Palliative care, also called comfort care, support care, or symptom management, is any care that is used specifically for improving your quality of life by relieving the pain and other symptoms associated with a serious illness or its treatment. It is typically thought of as something recommended when a cure is not likely, either because your treatment is no longer effective or you have stopped any treatment for your condition.
Palliative care is not only appropriate for those with life-threatening or terminal illnesses, it is used for anyone with a serious illness that needs relief from severe pain, significant symptoms, and psychological effects associated with the illness or its treatment. This may include people with heart disease, kidney failure, chronic lung disease, AIDS, Alzheimer’s, multiple sclerosis, and amyotrophic lateral sclerosis.
Most often, palliative care for patients with a terminal illness is provided by an organization called hospice. Hospice specializes in all aspects of support and palliative care, including symptom control and other comfort care, individual and family counseling, support services, and spiritual guidance.
Although you may associate palliative care with pain medications and sedation to control pain, there is much more to it. While controlling pain may be part of your palliative care, there are many other medical and caretaking issues that make it difficult to care for you when you have a terminal illness. These issues will often multiply and get worse as conditions progress.
Not all of these issues are easily relieved with medication and will require specific other actions on the part of your caretakers.
There are numerous other things that contribute to your comfort and sense of well-being. Palliative care also encompasses looking for and managing emotional, social, and spiritual issues that usually go along with serious illness.
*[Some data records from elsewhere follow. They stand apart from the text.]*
//! Print every sheet of a workbook with typed cells.
//!
//! Run with: cargo run --example sheet_demo -p rowcast-sheet -- Items.xlsx

use rowcast_sheet::{a1_notation, Book, CellValue};
use std::env;

fn main() -> Result<(), Box<dyn std::error::Error>> {
    let Some(path) = env::args().nth(1) else {
        eprintln!("usage: sheet_demo <workbook>");
        return Ok(());
    };

    let book = if path.ends_with(".csv") {
        Book::from_csv(&path)?
    } else {
        Book::from_excel(&path)?
    };

    println!("=== {} ({} sheets) ===", book.name(), book.sheet_count());
    for (name, sheet) in book.sheets() {
        println!("\n--- {name} ---");
        for (row_idx, row) in sheet.rows().enumerate() {
            for (col_idx, cell) in row.iter().enumerate() {
                if cell.is_blank() {
                    continue;
                }
                let kind = match cell {
                    CellValue::Text(_) => "text",
                    CellValue::Boolean(_) => "bool",
                    CellValue::Number(_) => "number",
                    CellValue::Blank => "blank",
                };
                println!(
                    "{:>6} {kind:<6} {cell}",
                    a1_notation::cell_address(row_idx, col_idx)
                );
            }
        }
    }

    Ok(())
}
It is also crucial for your family and other loved ones to be involved to help them cope with your illness as well.
Palliative care involves a large team of medical professionals who will care for you and contribute to teaching your family how to care for you and manage the burden of caregiving.
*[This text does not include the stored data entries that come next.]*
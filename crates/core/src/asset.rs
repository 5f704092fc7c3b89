//! Asset definitions and whole-workbook import.
//!
//! An asset binds the sheets of one workbook to record types. Importing an
//! asset runs schema extraction and record building for every bound sheet
//! and collects the results per sheet.

use crate::error::{ImportError, Result, RowImportError};
use crate::record::{Record, RecordBuilder};
use crate::registry::TypeRegistry;
use crate::schema::schema_from_sheet;
use crate::target::RecordType;
use rowcast_sheet::{Book, Sheet};
use serde::de::DeserializeOwned;
use serde_json::{Map, Value as JsonValue};
use std::path::PathBuf;

/// Where the record type of a bound sheet comes from.
#[derive(Debug, Clone)]
pub enum RecordSource {
    /// A record type supplied by the caller.
    Explicit(RecordType),
    /// A record type built from the sheet's own type row.
    Inferred,
}

/// One sheet of an asset and the record type its rows become.
#[derive(Debug, Clone)]
pub struct SheetBinding {
    pub sheet_name: String,
    pub record: RecordSource,
}

impl SheetBinding {
    pub fn new(sheet_name: impl Into<String>, record_type: RecordType) -> Self {
        Self {
            sheet_name: sheet_name.into(),
            record: RecordSource::Explicit(record_type),
        }
    }

    pub fn inferred(sheet_name: impl Into<String>) -> Self {
        Self {
            sheet_name: sheet_name.into(),
            record: RecordSource::Inferred,
        }
    }
}

/// A workbook-to-records import definition.
#[derive(Debug, Clone, Default)]
pub struct AssetDefinition {
    pub name: String,
    /// Workbook file stem; defaults to `name`.
    pub excel_name: Option<String>,
    /// Output directory for the imported data.
    pub output: Option<PathBuf>,
    /// Emit an info event after each import of this asset.
    pub log_on_import: bool,
    pub sheets: Vec<SheetBinding>,
}

impl AssetDefinition {
    pub fn new(name: impl Into<String>) -> Self {
        Self {
            name: name.into(),
            ..Self::default()
        }
    }

    /// An asset importing every sheet of `book` with inferred record types.
    #[must_use]
    pub fn for_book(book: &Book) -> Self {
        let mut asset = Self::new(book.name());
        asset.sheets = book
            .sheet_names()
            .into_iter()
            .map(SheetBinding::inferred)
            .collect();
        asset
    }

    #[must_use]
    pub fn with_excel_name(mut self, excel_name: impl Into<String>) -> Self {
        self.excel_name = Some(excel_name.into());
        self
    }

    #[must_use]
    pub fn with_output(mut self, output: impl Into<PathBuf>) -> Self {
        self.output = Some(output.into());
        self
    }

    #[must_use]
    pub fn with_log_on_import(mut self, log_on_import: bool) -> Self {
        self.log_on_import = log_on_import;
        self
    }

    /// Bind a sheet to an explicit record type.
    #[must_use]
    pub fn bind(mut self, sheet_name: impl Into<String>, record_type: RecordType) -> Self {
        self.sheets.push(SheetBinding::new(sheet_name, record_type));
        self
    }

    /// Bind a sheet whose record type comes from its type row.
    #[must_use]
    pub fn bind_inferred(mut self, sheet_name: impl Into<String>) -> Self {
        self.sheets.push(SheetBinding::inferred(sheet_name));
        self
    }

    /// The workbook file stem this asset is imported from.
    #[must_use]
    pub fn excel_name(&self) -> &str {
        self.excel_name.as_deref().unwrap_or(&self.name)
    }
}

/// The records imported from one sheet.
#[derive(Debug, Clone)]
pub struct SheetRecords {
    pub sheet_name: String,
    pub record_type: String,
    pub records: Vec<Record>,
}

/// The outcome of importing one asset.
#[derive(Debug, Clone, Default)]
pub struct ImportResult {
    pub asset: String,
    pub sheets: Vec<SheetRecords>,
    /// Row failures, only populated by [`import_book_collecting`].
    pub errors: Vec<RowImportError>,
}

impl ImportResult {
    #[must_use]
    pub fn sheet(&self, name: &str) -> Option<&SheetRecords> {
        self.sheets.iter().find(|s| s.sheet_name == name)
    }

    #[must_use]
    pub fn record_count(&self) -> usize {
        self.sheets.iter().map(|s| s.records.len()).sum()
    }

    #[must_use]
    pub fn is_ok(&self) -> bool {
        self.errors.is_empty()
    }

    /// Sheet name to array of record objects.
    #[must_use]
    pub fn to_json(&self) -> JsonValue {
        let sheets: Map<String, JsonValue> = self
            .sheets
            .iter()
            .map(|s| {
                let records = s.records.iter().map(Record::to_json).collect();
                (s.sheet_name.clone(), JsonValue::Array(records))
            })
            .collect();
        JsonValue::Object(sheets)
    }
}

/// Import every bound sheet of `book`, stopping at the first failing row.
///
/// Bound sheets missing from the book are skipped; sheets lacking a header
/// or type row are skipped with a warning.
pub fn import_book(
    book: &Book,
    asset: &AssetDefinition,
    registry: &TypeRegistry,
) -> Result<ImportResult> {
    import(book, asset, registry, false)
}

/// Like [`import_book`], but failing rows are collected into
/// [`ImportResult::errors`] and the import carries on.
pub fn import_book_collecting(
    book: &Book,
    asset: &AssetDefinition,
    registry: &TypeRegistry,
) -> Result<ImportResult> {
    import(book, asset, registry, true)
}

fn import(
    book: &Book,
    asset: &AssetDefinition,
    registry: &TypeRegistry,
    collect: bool,
) -> Result<ImportResult> {
    let mut result = ImportResult {
        asset: asset.name.clone(),
        ..ImportResult::default()
    };

    for binding in &asset.sheets {
        let Some(sheet) = book.sheet(&binding.sheet_name) else {
            tracing::debug!(
                asset = %asset.name,
                sheet = %binding.sheet_name,
                "sheet not in workbook"
            );
            continue;
        };

        let errors = collect.then_some(&mut result.errors);
        match import_sheet(sheet, &binding.record, registry, errors) {
            Ok(records) => result.sheets.push(records),
            Err(ImportError::SchemaMissing { sheet }) => {
                tracing::warn!(asset = %asset.name, sheet = %sheet, "sheet has no schema, skipped");
            }
            Err(err) => return Err(err),
        }
    }

    if asset.log_on_import {
        tracing::info!(
            asset = %asset.name,
            sheets = result.sheets.len(),
            records = result.record_count(),
            "imported {} sheets",
            result.sheets.len()
        );
    }
    Ok(result)
}

/// Import one sheet.
///
/// With `errors` present, failing rows are pushed there instead of ending
/// the import.
pub fn import_sheet(
    sheet: &Sheet,
    source: &RecordSource,
    registry: &TypeRegistry,
    mut errors: Option<&mut Vec<RowImportError>>,
) -> Result<SheetRecords> {
    let schema = schema_from_sheet(sheet).ok_or_else(|| ImportError::SchemaMissing {
        sheet: sheet.name().to_string(),
    })?;

    let inferred;
    let record_type = match source {
        RecordSource::Explicit(record_type) => record_type,
        RecordSource::Inferred => {
            inferred = RecordType::from_schema(sheet.name(), &schema, registry)?;
            &inferred
        }
    };

    let mut records = Vec::new();
    for row in RecordBuilder::new(sheet, &schema, record_type).rows() {
        match (row, errors.as_deref_mut()) {
            (Ok(record), _) => records.push(record),
            (Err(err), Some(errors)) => errors.push(err),
            (Err(err), None) => return Err(err.into()),
        }
    }

    tracing::debug!(sheet = sheet.name(), records = records.len(), "imported sheet");
    Ok(SheetRecords {
        sheet_name: sheet.name().to_string(),
        record_type: record_type.name.clone(),
        records,
    })
}

/// A Rust type rows can be imported into directly.
///
/// The record type describes the columns; the built records are then
/// deserialized with serde.
pub trait ImportRecord: DeserializeOwned {
    fn record_type() -> RecordType;
}

/// Import a sheet straight into typed values.
pub fn import_typed<T: ImportRecord>(sheet: &Sheet) -> Result<Vec<T>> {
    let schema = schema_from_sheet(sheet).ok_or_else(|| ImportError::SchemaMissing {
        sheet: sheet.name().to_string(),
    })?;
    let record_type = T::record_type();

    RecordBuilder::new(sheet, &schema, &record_type)
        .rows()
        .enumerate()
        .map(|(index, row)| {
            row?.deserialize().map_err(|source| ImportError::Deserialize {
                sheet: sheet.name().to_string(),
                index,
                source,
            })
        })
        .collect()
}
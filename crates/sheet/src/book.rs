use crate::error::{Result, SheetError};
use crate::sheet::Sheet;
use indexmap::IndexMap;

/// A book containing multiple sheets (preserves insertion order)
#[derive(Debug, Clone, Default)]
pub struct Book {
    name: String,
    sheets: IndexMap<String, Sheet>,
}

impl Book {
    /// Create a new empty book
    #[must_use]
    pub fn new() -> Self {
        Self::with_name("Book1")
    }

    /// Create a new empty book with a name
    #[must_use]
    pub fn with_name(name: &str) -> Self {
        Book {
            name: name.to_string(),
            sheets: IndexMap::new(),
        }
    }

    /// Get the book name
    #[must_use]
    pub fn name(&self) -> &str {
        &self.name
    }

    /// Set the book name
    pub fn set_name(&mut self, name: &str) {
        self.name = name.to_string();
    }

    /// Get the number of sheets
    #[must_use]
    pub fn sheet_count(&self) -> usize {
        self.sheets.len()
    }

    /// Check if the book is empty
    #[must_use]
    pub fn is_empty(&self) -> bool {
        self.sheets.is_empty()
    }

    /// Get all sheet names in order
    #[must_use]
    pub fn sheet_names(&self) -> Vec<&str> {
        self.sheets.keys().map(String::as_str).collect()
    }

    /// Look up a sheet by name
    #[must_use]
    pub fn sheet(&self, name: &str) -> Option<&Sheet> {
        self.sheets.get(name)
    }

    /// Get a sheet by name
    pub fn get_sheet(&self, name: &str) -> Result<&Sheet> {
        self.sheets
            .get(name)
            .ok_or_else(|| SheetError::SheetNotFound {
                name: name.to_string(),
            })
    }

    /// Add a sheet to the book
    pub fn add_sheet(&mut self, name: &str, sheet: Sheet) -> Result<()> {
        if self.sheets.contains_key(name) {
            return Err(SheetError::SheetAlreadyExists {
                name: name.to_string(),
            });
        }

        let mut sheet = sheet;
        sheet.set_name(name);
        self.sheets.insert(name.to_string(), sheet);
        Ok(())
    }

    /// Iterate over `(name, sheet)` pairs in order
    pub fn sheets(&self) -> impl Iterator<Item = (&str, &Sheet)> {
        self.sheets.iter().map(|(name, sheet)| (name.as_str(), sheet))
    }
}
In addition to the services described above, alternative and complementary therapies, such as healing touch/massage, meditation, yoga, aroma therapy, music therapy, and pet therapy may be available.
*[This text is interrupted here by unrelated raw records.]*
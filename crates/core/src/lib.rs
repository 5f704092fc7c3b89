//! # rowcast-core
//!
//! Typed record import from spreadsheet sheets.
//!
//! A sheet describes its own schema in three header rows (field names,
//! declared types, comments). Every following row becomes one record whose
//! fields are coerced from raw cell values into their target types.
//!
//! This crate provides:
//! - Schema extraction from the header rows
//! - The coercion engine (scalar, enum, collection, constructor and JSON fallbacks)
//! - Record building with row skipping and termination rules
//! - A type registry resolving declared type names
//! - Asset definitions for whole-workbook imports
//!
//! ```
//! use rowcast_core::{build_records, schema_from_sheet, PrimitiveType, RecordType, Value};
//! use rowcast_sheet::Sheet;
//!
//! let sheet = Sheet::from_data(vec![
//!     vec!["id", "name", "#note"],
//!     vec!["int", "string", "string"],
//!     vec!["", "", ""],
//!     vec!["1", "Sword", "sharp"],
//! ]);
//! let record_type = RecordType::new("Item")
//!     .field("id", PrimitiveType::I32)
//!     .field("name", PrimitiveType::String);
//!
//! let schema = schema_from_sheet(&sheet).unwrap();
//! let records = build_records(&sheet, &schema, &record_type).unwrap();
//! assert_eq!(records[0].get("id"), Some(&Value::Int(1)));
//! ```

/// Whole-workbook import.
pub mod asset;
/// Asset lookup by workbook path.
pub mod catalog;
/// The coercion chain.
pub mod coerce;
/// Error types and result aliases.
pub mod error;
/// Record building.
pub mod record;
/// Declared type resolution.
pub mod registry;
/// Header row schema extraction.
pub mod schema;
/// JSON fallback parsing.
pub mod structured;
/// Target type descriptions.
pub mod target;
/// Typed values.
pub mod value;

/// Re-export asset import entry points.
pub use asset::{
    import_book, import_book_collecting, import_sheet, import_typed, AssetDefinition,
    ImportRecord, ImportResult, RecordSource, SheetBinding, SheetRecords,
};
/// Re-export the asset catalog.
pub use catalog::{is_importable_path, AssetCatalog};
/// Re-export the coercion functions.
pub use coerce::{coerce_value, convert_direct};
/// Re-export core error types.
pub use error::{
    CoerceError, ConversionError, ConversionKind, ImportError, Result, RowImportError, TypeError,
};
/// Re-export record building.
pub use record::{build_records, Record, RecordBuilder};
/// Re-export the type registry.
pub use registry::TypeRegistry;
/// Re-export schema extraction.
pub use schema::{
    extract_schema, schema_from_sheet, FieldDescriptor, COMMENT_ROW, FIRST_DATA_ROW, HEADER_ROW,
    TYPE_ROW,
};
/// Re-export target types.
pub use target::{
    ConstructError, Constructor, CustomShape, CustomType, EnumType, FieldDef, PrimitiveType,
    RecordType, TargetType,
};
/// Re-export the typed value.
pub use value::Value;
Your team will appoint a team leader who will be responsible for coordinating your care and assuring good communication among all the members and with you and your family. You should give this person and other appropriate members of your team copies of your advance directives.
Palliative care can take place anywhere, depending on your situation and preferences, such as hospitals, nursing homes, hospice facilities, assisted living, your home, and out-patient clinics. Working together allows your team to coordinate your care so that you can move easily from one location to another as necessary, which may prevent multiple hospitalizations or emergency room visits.
The Choosing the Location of Chronic and End-of-life Care section has details on the pros and cons of each location.
Hospice is both a specific healthcare service and a philosophy. Its primary goal is to do everything possible to improve the quality of your life and maintain your dignity when you have a terminal illness. In order for this to be effective, your loved ones must be involved and recognize that everything possible does not need to be done to keep you alive. Hospice encourages you to guide your own treatment, so you will remain in control.
You might decide to take more personal action around the last six months of your life. This is usually after deciding to stop treatment of your terminal illness or other life-sustaining treatment, often after discovering it is not working. You may require a referral from your doctor in order to be accepted into hospice.
Hospice organizations have their own staff, including a physician specializing in hospice care. They will work with your own healthcare providers and primary caregiver as part of the team. Although many hospice organizations have their own facility, they prefer home treatment whenever possible. You can usually reach someone in your hospice at any time.
Using hospice for palliative care has many benefits, most of which we have gone over, with a few drawbacks.
Unfortunately, not all hospice groups provide top-quality care or all of the care you may need. Many hospice groups bill by the day, not by the services provided, so have higher profits when less services are provided. A federal report published July 2018 found that, while you generally can count on hospice to provide good comfort care, some hospice providers do not. They also found that, in order to get more from insurance payments, they sometimes provide unnecessary care or bill for care that was not done.
Your hospice organization should meet the National Hospice and Palliative Care Organization’s (NHPCO) Standards of Practice for Hospice Programs. In addition, it must meet state licensure requirements to deliver care, comply with federal regulations in order to be approved for reimbursement under Medicare, and undergo periodic inspection to be sure they are meeting these regulatory standards.
Most insurance policies, including Medicare, pay for part of the cost for hospice. Unfortunately, if your insurance does not, you are more likely to end up in an emergency room and to get emergency medical interventions.
For hospice care, The Medicare Hospice Benefit program requires you to be diagnosed with a serious illness, have certification from a doctor that you have six months or less to live, have no response to treatment or waive the standard Medicare benefits for treatment of your illness, and/or have a Medicare-approved hospice provider.
Medicaid, a federal and state program that helps with medical costs for people with limited income and resources, has similar requirements for hospice, but also covers room and board, outpatient prescription drugs, and long-term care.